Back in 2003, Steven J. Schweitzer published a document "The Core of Online Communities of Practice" as studies by CALDOL (West Point). He says in the introduction of his paper that (and figure this was 2003):
The US Army is considering utilizing Communities of Practice to fill the white space between the formal school system and people currently in the field doing the real jobs. In the spring of 2003 the United States Military Academy (USMA) formed the Center for the Advancement of Leader Development and Organizational Learning (CALDOL) to officially explore Communities of Practice and their potential uses in the US Army educational system. The people of CALDOL (Major Nate Allen, Major Tony Burgess, Major Peter Kilner and Major Steven Schweitzer) were already running two major CoPs (CompanyCommand.com and PlatoonLeader.org) on their own time with their own money.

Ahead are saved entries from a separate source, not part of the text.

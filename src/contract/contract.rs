//! Compiled contract artifacts

use crate::contract::abi::Interface;
use alloy_primitives::Bytes;

/// Interface descriptor plus deployable code for one contract symbol
///
/// Produced once by the compiler and never mutated; runners share it
/// through an `Arc`.
#[derive(Debug, Clone, PartialEq, Eq)]
pub struct CompiledArtifact {
    pub abi: Interface,
    /// Creation (init) bytecode
    pub bytecode: Bytes,
}

impl CompiledArtifact {
    pub fn new(abi: Interface, bytecode: Bytes) -> Self {
        Self { abi, bytecode }
    }

    /// Whether both the interface and the code are present
    pub fn is_deployable(&self) -> bool {
        !self.abi.is_empty() && !self.bytecode.is_empty()
    }
}
//! Chain client abstraction
//!
//! [`ChainClient`] is the seam between the contract runner and a node. The
//! JSON-RPC implementation lives in [`crate::network::rpc`]; tests use an
//! in-memory chain.

use crate::core::{SignedTransaction, TxHash};
use alloy_primitives::{Address, Bytes};
use async_trait::async_trait;
use serde::{Deserialize, Serialize};
use std::time::Duration;
use thiserror::Error;

/// Client errors
///
/// Failures are classified structurally so that callers never have to match
/// on message text.
#[derive(Error, Debug, Clone, PartialEq, Eq)]
pub enum ClientError {
    #[error("Transport error: {0}")]
    Transport(String),
    #[error("RPC error {code}: {message}")]
    Rpc { code: i64, message: String },
    #[error("Execution reverted: {0}")]
    Reverted(String),
    #[error("Cannot estimate gas: {0}")]
    EstimationUnavailable(String),
    #[error("Invalid response: {0}")]
    Decode(String),
    #[error("Timed out after {0:?} waiting for confirmation")]
    Timeout(Duration),
}

/// A read-only call or gas estimation request
#[derive(Debug, Clone, Default, PartialEq, Eq)]
pub struct CallRequest {
    pub from: Option<Address>,
    /// `None` for contract creation (gas estimation of a deployment)
    pub to: Option<Address>,
    pub data: Bytes,
    pub value: u128,
}

/// Receipt of a mined transaction
#[derive(Debug, Clone, PartialEq, Eq, Serialize, Deserialize)]
pub struct TransactionReceipt {
    pub transaction_hash: TxHash,
    pub block_number: u64,
    pub gas_used: u64,
    /// Set for contract-creation transactions
    pub contract_address: Option<Address>,
    /// `false` if the transaction reverted
    pub status: bool,
}

/// Operations the runner needs from a node
#[async_trait]
pub trait ChainClient: Send + Sync {
    /// Chain id reported by the node
    async fn chain_id(&self) -> Result<u64, ClientError>;

    /// Balance of an account in wei
    async fn balance(&self, address: Address) -> Result<u128, ClientError>;

    /// Next nonce for an account, counting pending transactions
    async fn nonce(&self, address: Address) -> Result<u64, ClientError>;

    /// Node's suggested gas price in wei
    async fn gas_price(&self) -> Result<u128, ClientError>;

    /// Estimate the gas a call or deployment would use
    async fn estimate_gas(&self, request: &CallRequest) -> Result<u64, ClientError>;

    /// Execute a call against the latest state without creating a transaction
    async fn call(&self, request: &CallRequest) -> Result<Bytes, ClientError>;

    /// Submit a signed transaction
    async fn send_transaction(&self, tx: &SignedTransaction) -> Result<TxHash, ClientError>;

    /// Receipt of a transaction, `None` while it is pending
    async fn transaction_receipt(
        &self,
        hash: TxHash,
    ) -> Result<Option<TransactionReceipt>, ClientError>;
}

/// Poll until a transaction is mined
pub async fn wait_for_receipt<C: ChainClient + ?Sized>(
    client: &C,
    hash: TxHash,
    poll_interval: Duration,
    timeout: Duration,
) -> Result<TransactionReceipt, ClientError> {
    let deadline = tokio::time::Instant::now() + timeout;
    loop {
        if let Some(receipt) = client.transaction_receipt(hash).await? {
            return Ok(receipt);
        }
        if tokio::time::Instant::now() >= deadline {
            return Err(ClientError::Timeout(timeout));
        }
        log::debug!("Transaction {} pending, polling again", hash);
        tokio::time::sleep(poll_interval).await;
    }
}

#[cfg(test)]
mod tests {
    use super::*;
    use crate::network::mock::MockChain;

    #[tokio::test(start_paused = true)]
    async fn test_wait_for_receipt_times_out() {
        let chain = MockChain::new();
        let start = tokio::time::Instant::now();

        let result = wait_for_receipt(
            &chain,
            TxHash::repeat_byte(7),
            Duration::from_secs(1),
            Duration::from_secs(10),
        )
        .await;

        assert_eq!(result, Err(ClientError::Timeout(Duration::from_secs(10))));
        assert!(start.elapsed() >= Duration::from_secs(10));
    }

    #[tokio::test(start_paused = true)]
    async fn test_wait_for_receipt_after_pending_polls() {
        let chain = MockChain::new();
        chain.set_confirmation_delay(3);
        let hash = TxHash::repeat_byte(9);
        chain.insert_receipt(TransactionReceipt {
            transaction_hash: hash,
            block_number: 1,
            gas_used: 21_000,
            contract_address: None,
            status: true,
        });

        let receipt = wait_for_receipt(
            &chain,
            hash,
            Duration::from_secs(1),
            Duration::from_secs(60),
        )
        .await
        .unwrap();

        assert!(receipt.status);
        assert_eq!(chain.receipt_polls(hash), 4);
    }

    #[tokio::test(start_paused = true)]
    async fn test_unconfirmed_transaction_times_out() {
        let chain = MockChain::new();
        chain.never_confirm();
        let hash = TxHash::repeat_byte(3);
        chain.insert_receipt(TransactionReceipt {
            transaction_hash: hash,
            block_number: 1,
            gas_used: 21_000,
            contract_address: None,
            status: true,
        });

        let result = wait_for_receipt(
            &chain,
            hash,
            Duration::from_secs(1),
            Duration::from_secs(5),
        )
        .await;

        assert_eq!(result, Err(ClientError::Timeout(Duration::from_secs(5))));
        assert_eq!(chain.receipt_polls(hash), 6);
    }
}
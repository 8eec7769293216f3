//! CLI commands for the contract runner
//!
//! Implements the command handlers behind `solrunner compile` and
//! `solrunner run`.

use crate::config::RunnerConfig;
use crate::contract::{
    AbiItem, AbiValue, ContractCompiler, ContractRunner, EXAMPLE_CONTRACT, EXAMPLE_CONTRACT_NAME,
};
use crate::network::{ChainClient, Network, LOCALHOST_RPC_URL};
use std::fs;
use std::path::Path;

/// Result type for CLI operations
pub type CliResult<T> = Result<T, Box<dyn std::error::Error>>;

/// Contract source and the symbol to build from it
#[derive(Debug, Clone, PartialEq, Eq)]
pub struct SourceSpec {
    pub source: String,
    pub contract: String,
}

impl SourceSpec {
    /// Read `file`, or fall back to the built-in example contract
    pub fn load(file: Option<&Path>, contract: Option<&str>) -> CliResult<Self> {
        let source = match file {
            Some(path) => fs::read_to_string(path)
                .map_err(|e| format!("cannot read {}: {}", path.display(), e))?,
            None => EXAMPLE_CONTRACT.to_string(),
        };
        if source.trim().is_empty() {
            return Err("contract source is empty".into());
        }

        Ok(Self {
            source,
            contract: contract.unwrap_or(EXAMPLE_CONTRACT_NAME).to_string(),
        })
    }

    fn compiler(&self) -> ContractCompiler {
        ContractCompiler::new(self.source.clone(), self.contract.clone())
    }
}

/// Compile a contract and print its interface
pub async fn cmd_compile(spec: &SourceSpec) -> CliResult<()> {
    println!("🔨 Compiling contract {}...", spec.contract);
    let artifact = spec.compiler().compile_artifact().await?;

    println!("✅ Compiled successfully!");
    println!("   Bytecode: {} bytes", artifact.bytecode.len());
    println!("   Interface:");
    for item in artifact.abi.items() {
        match item {
            AbiItem::Function(function) => {
                let mutability = function
                    .state_mutability
                    .map(|m| m.to_string())
                    .unwrap_or_else(|| "unknown".to_string());
                println!("   - function {} [{}]", function.signature(), mutability);
            }
            AbiItem::Event(event) => println!("   - event {}", event.name),
            AbiItem::Constructor { inputs, .. } => {
                println!("   - constructor ({} arguments)", inputs.len())
            }
            _ => {}
        }
    }
    Ok(())
}

/// Compile, deploy and exercise a contract on the selected network
pub async fn cmd_run(spec: &SourceSpec, network: &str, config: &RunnerConfig) -> CliResult<()> {
    println!("Compiling contract...");
    let mut runner = spec.compiler().compile(Some(network), config).await?;

    println!("Deploying contract...");
    runner.deploy().await?;

    let address = runner.address()?;
    println!("Contract deployed to: {}", address);

    print_explorer_hint(runner.network(), &address.to_checksum(None));

    exercise(&runner).await
}

fn print_explorer_hint(network: Network, address: &str) {
    println!("\n📋 Contract Explorer:");
    match network.explorer_url(address) {
        Some(url) => println!("{}", url),
        None => {
            println!(
                "Check if you are running on localhost: {}/#/address/{}",
                LOCALHOST_RPC_URL, address
            );
            println!("(For testnet deployment, run: solrunner run --network sepolia)");
            println!("(For mainnet deployment, run: solrunner run --network mainnet)");
        }
    }
}

/// Read `value`, then on non-production networks set it to 100 and read it back
async fn exercise<C: ChainClient>(runner: &ContractRunner<C>) -> CliResult<()> {
    println!("\nTesting contract...");
    let current = runner.invoke("value", &[]).await?;
    if let Some(value) = current.value() {
        println!("Initial value: {}", value);
    }

    if runner.network().is_production() {
        println!(
            "Skipping state-modifying calls on {} for safety.",
            runner.profile().label
        );
        return Ok(());
    }

    runner.invoke("setValue", &[AbiValue::from(100u64)]).await?;
    let updated = runner.invoke("value", &[]).await?;
    if let Some(value) = updated.value() {
        println!("New value: {}", value);
    }
    Ok(())
}

#[cfg(test)]
mod tests {
    use super::*;
    use crate::contract::abi::tests::TEST_CONTRACT_ABI;
    use crate::contract::{CompiledArtifact, Interface};
    use crate::contract::gate::tests::RecordingGate;
    use crate::crypto::KeyPair;
    use crate::network::mock::MockChain;
    use alloy_primitives::{Bytes, U256};
    use std::sync::Arc;

    #[test]
    fn test_load_defaults_to_example() {
        let spec = SourceSpec::load(None, None).unwrap();
        assert_eq!(spec.contract, "TestContract");
        assert!(spec.source.contains("contract TestContract"));
    }

    #[test]
    fn test_load_from_file() {
        let dir = tempfile::tempdir().unwrap();
        let path = dir.path().join("Counter.sol");
        fs::write(&path, "contract Counter {}").unwrap();

        let spec = SourceSpec::load(Some(path.as_path()), Some("Counter")).unwrap();
        assert_eq!(spec.source, "contract Counter {}");
        assert_eq!(spec.contract, "Counter");

        assert!(SourceSpec::load(Some(dir.path().join("missing.sol").as_path()), None).is_err());

        let empty = dir.path().join("Empty.sol");
        fs::write(&empty, "  \n").unwrap();
        assert!(SourceSpec::load(Some(empty.as_path()), None).is_err());
    }

    fn runner_on(network: &str, chain_id: u64) -> ContractRunner<MockChain> {
        let config = RunnerConfig::default();
        let chain = MockChain::new();
        chain.set_chain_id(chain_id);
        let signer = KeyPair::from_private_key_hex(config.local_key()).unwrap();
        chain.fund(signer.address(), 1_000_000_000_000_000_000);

        let artifact = Arc::new(CompiledArtifact::new(
            Interface::from_json_str(TEST_CONTRACT_ABI).unwrap(),
            Bytes::from_static(&[0x60, 0x80]),
        ));
        ContractRunner::with_client(artifact, network, &config, chain)
            .unwrap()
            .with_gate(Arc::new(RecordingGate::default()))
    }

    #[tokio::test]
    async fn test_exercise_sets_value_off_mainnet() {
        let mut runner = runner_on("localhost", 31337);
        runner.deploy().await.unwrap();

        exercise(&runner).await.unwrap();

        let read = runner.invoke("value", &[]).await.unwrap();
        assert_eq!(read.value(), Some(&AbiValue::Uint(U256::from(100u64))));
    }

    #[tokio::test]
    async fn test_exercise_skips_writes_on_mainnet() {
        let mut runner = runner_on("mainnet", 1);
        runner.deploy().await.unwrap();

        exercise(&runner).await.unwrap();

        let read = runner.invoke("value", &[]).await.unwrap();
        assert_eq!(read.value(), Some(&AbiValue::Uint(U256::from(42u64))));
    }
}
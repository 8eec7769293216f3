//! Command-line front end

pub mod commands;

pub use commands::*;
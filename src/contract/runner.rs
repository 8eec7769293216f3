//! Contract instance runner
//!
//! A [`ContractRunner`] owns one compiled artifact and one network profile.
//! It deploys the artifact at most once and then routes method invocations
//! to the live instance:
//!
//! - Undeployed: only `deploy()` is valid
//! - Deployed: `invoke()` and `address()` are valid
//!
//! On the production network every deployment and state-changing call goes
//! through the runner's [`ConfirmationGate`] first and pays the profile's
//! fixed gas price.

use crate::config::RunnerConfig;
use crate::contract::abi::{AbiError, Function, Interface, LookupError, MethodTable};
use crate::contract::codec::{self, AbiValue};
use crate::contract::compiler::CompilerError;
use crate::contract::contract::CompiledArtifact;
use crate::contract::gate::{
    ConfirmationGate, DelayGate, GateNotice, GuardedOperation, DEPLOY_OBSERVATION_DELAY,
    TRANSACTION_OBSERVATION_DELAY,
};
use crate::core::{format_ether, TransactionRequest, TxHash};
use crate::crypto::{KeyError, KeyPair};
use crate::network::{
    wait_for_receipt, CallRequest, ChainClient, ClientError, JsonRpcClient, Network,
    NetworkProfile, TransactionReceipt,
};
use alloy_primitives::{Address, Bytes};
use std::sync::Arc;
use std::time::Duration;
use thiserror::Error;

/// Why a deployment or transaction could not be completed
#[derive(Error, Debug)]
pub enum SubmissionError {
    #[error(transparent)]
    Client(#[from] ClientError),
    #[error("Signing failed: {0}")]
    Signing(#[from] KeyError),
    #[error("Encoding failed: {0}")]
    Encoding(#[from] AbiError),
    #[error("Node reports chain id {actual}, expected {expected}")]
    ChainMismatch { expected: String, actual: u64 },
    #[error("Transaction {0} was reverted")]
    Reverted(TxHash),
    #[error("Receipt for {0} carries no contract address")]
    MissingContractAddress(TxHash),
}
//! ECDSA key management for the signing identity
//!
//! Loads the signing key, derives its Ethereum address and produces
//! recoverable signatures using the secp256k1 elliptic curve.

use alloy_primitives::{hex, keccak256, Address, B256};
use secp256k1::ecdsa::RecoverableSignature;
use secp256k1::{Message, PublicKey, Secp256k1, SecretKey};
use thiserror::Error;

/// Errors that can occur during key operations
#[derive(Error, Debug)]
pub enum KeyError {
    #[error("Invalid private key")]
    InvalidPrivateKey,
    #[error("Secp256k1 error: {0}")]
    Secp256k1Error(#[from] secp256k1::Error),
}

/// A recoverable ECDSA signature split into its Ethereum components
#[derive(Debug, Clone, Copy, PartialEq, Eq)]
pub struct Signature {
    pub r: [u8; 32],
    pub s: [u8; 32],
    /// Recovery id (0 or 1)
    pub recovery_id: u8,
}

/// A key pair consisting of a private key and its corresponding public key
#[derive(Clone)]
pub struct KeyPair {
    pub secret_key: SecretKey,
    pub public_key: PublicKey,
}

impl KeyPair {
    /// Create a key pair from an existing secret key
    pub fn from_secret_key(secret_key: SecretKey) -> Self {
        let secp = Secp256k1::new();
        let public_key = PublicKey::from_secret_key(&secp, &secret_key);
        Self {
            secret_key,
            public_key,
        }
    }

    /// Create a key pair from a hex-encoded private key (with or without `0x`)
    pub fn from_private_key_hex(hex_key: &str) -> Result<Self, KeyError> {
        let bytes = hex::decode(hex_key.trim()).map_err(|_| KeyError::InvalidPrivateKey)?;
        let secret_key =
            SecretKey::from_slice(&bytes).map_err(|_| KeyError::InvalidPrivateKey)?;
        Ok(Self::from_secret_key(secret_key))
    }

    /// Get the private key as a hex string
    pub fn private_key_hex(&self) -> String {
        hex::encode(self.secret_key.secret_bytes())
    }

    /// The Ethereum address controlled by this key
    pub fn address(&self) -> Address {
        public_key_to_address(&self.public_key)
    }

    /// Sign a 32-byte message hash, producing a recoverable signature
    pub fn sign_hash(&self, message_hash: &B256) -> Result<Signature, KeyError> {
        let secp = Secp256k1::new();
        let message = Message::from_digest(message_hash.0);
        let signature = secp.sign_ecdsa_recoverable(&message, &self.secret_key);
        Ok(split_signature(&signature))
    }
}

impl std::fmt::Debug for KeyPair {
    fn fmt(&self, f: &mut std::fmt::Formatter<'_>) -> std::fmt::Result {
        // Never print the secret key
        f.debug_struct("KeyPair")
            .field("address", &self.address())
            .finish()
    }
}

fn split_signature(signature: &RecoverableSignature) -> Signature {
    let (recovery_id, compact) = signature.serialize_compact();
    let mut r = [0u8; 32];
    let mut s = [0u8; 32];
    r.copy_from_slice(&compact[..32]);
    s.copy_from_slice(&compact[32..]);
    Signature {
        r,
        s,
        recovery_id: recovery_id.to_i32() as u8,
    }
}

/// Convert a public key to an Ethereum address
/// (last 20 bytes of keccak256 over the uncompressed key without its prefix byte)
pub fn public_key_to_address(public_key: &PublicKey) -> Address {
    let uncompressed = public_key.serialize_uncompressed();
    Address::from_slice(&keccak256(&uncompressed[1..])[12..])
}
//! Handle to the background compaction worker.

use std::sync::Arc;

use tokio::task::{JoinError, JoinHandle};
use tokio_util::sync::CancellationToken;

use crate::{compaction::iter::FileSetIterator, option::CompactionConfig};

/// Messages the control surface sends to a running worker.
#[derive(Debug)]
pub(crate) enum WorkerSignal {
    /// Replace the session config from the next unit of work on.
    Reconfigure(Arc<CompactionConfig>),
}

/// Handle to a background compaction worker.
///
/// Provides control over the worker lifecycle. The worker is cancelled when
/// the handle is dropped; [`CompactionHandle::stop`] additionally waits for
/// it to exit. The join handle stays in place until the join completes, so an
/// abandoned `stop` can be resumed by calling it again.
pub(crate) struct CompactionHandle {
    session: u64,
    cancel: CancellationToken,
    join: Option<JoinHandle<FileSetIterator>>,
    signals: flume::Sender<WorkerSignal>,
}

impl CompactionHandle {
    /// Create a new compaction handle.
    pub(crate) fn new(
        session: u64,
        cancel: CancellationToken,
        join: JoinHandle<FileSetIterator>,
        signals: flume::Sender<WorkerSignal>,
    ) -> Self {
        Self {
            session,
            cancel,
            join: Some(join),
            signals,
        }
    }

    /// Session the worker was started for.
    pub(crate) fn session(&self) -> u64 {
        self.session
    }

    /// Hand a new config to the worker. Returns `false` if it already exited.
    pub(crate) fn reconfigure(&self, config: Arc<CompactionConfig>) -> bool {
        self.signals.send(WorkerSignal::Reconfigure(config)).is_ok()
    }

    /// Whether the worker task has exited.
    pub(crate) fn is_finished(&self) -> bool {
        self.join.as_ref().map_or(true, JoinHandle::is_finished)
    }

    /// Cancel the worker and wait until it has exited, taking back its
    /// file cursor.
    pub(crate) async fn stop(&mut self) -> Result<FileSetIterator, JoinError> {
        self.cancel.cancel();
        let Some(join) = self.join.as_mut() else {
            return Ok(FileSetIterator::default());
        };
        let joined = join.await;
        self.join = None;
        joined
    }
}

impl Drop for CompactionHandle {
    fn drop(&mut self) {
        self.cancel.cancel();
    }
}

That is just for the setting. Later in his paper he describes the double-loop learning from Argyris and Schön in this context which is worth exploring. The CoPs play a key secondary role by keeping those at the formal school informed about the current issues and best practices in the field. Take a look at the action-research Theory-in-Use which can be found here and the link to innovation and social learning systems
A social system learns whenever it acquires new capacity for behaviour, and learning may take the form of undirected interaction between systems… [G]overnment as a learning system carries with it the idea of public learning, a special way of acquiring new capacity for behaviour in which government learns for the society as a whole. In public learning, government undertakes a continuing, directed inquiry into the nature, causes and resolution of our problems.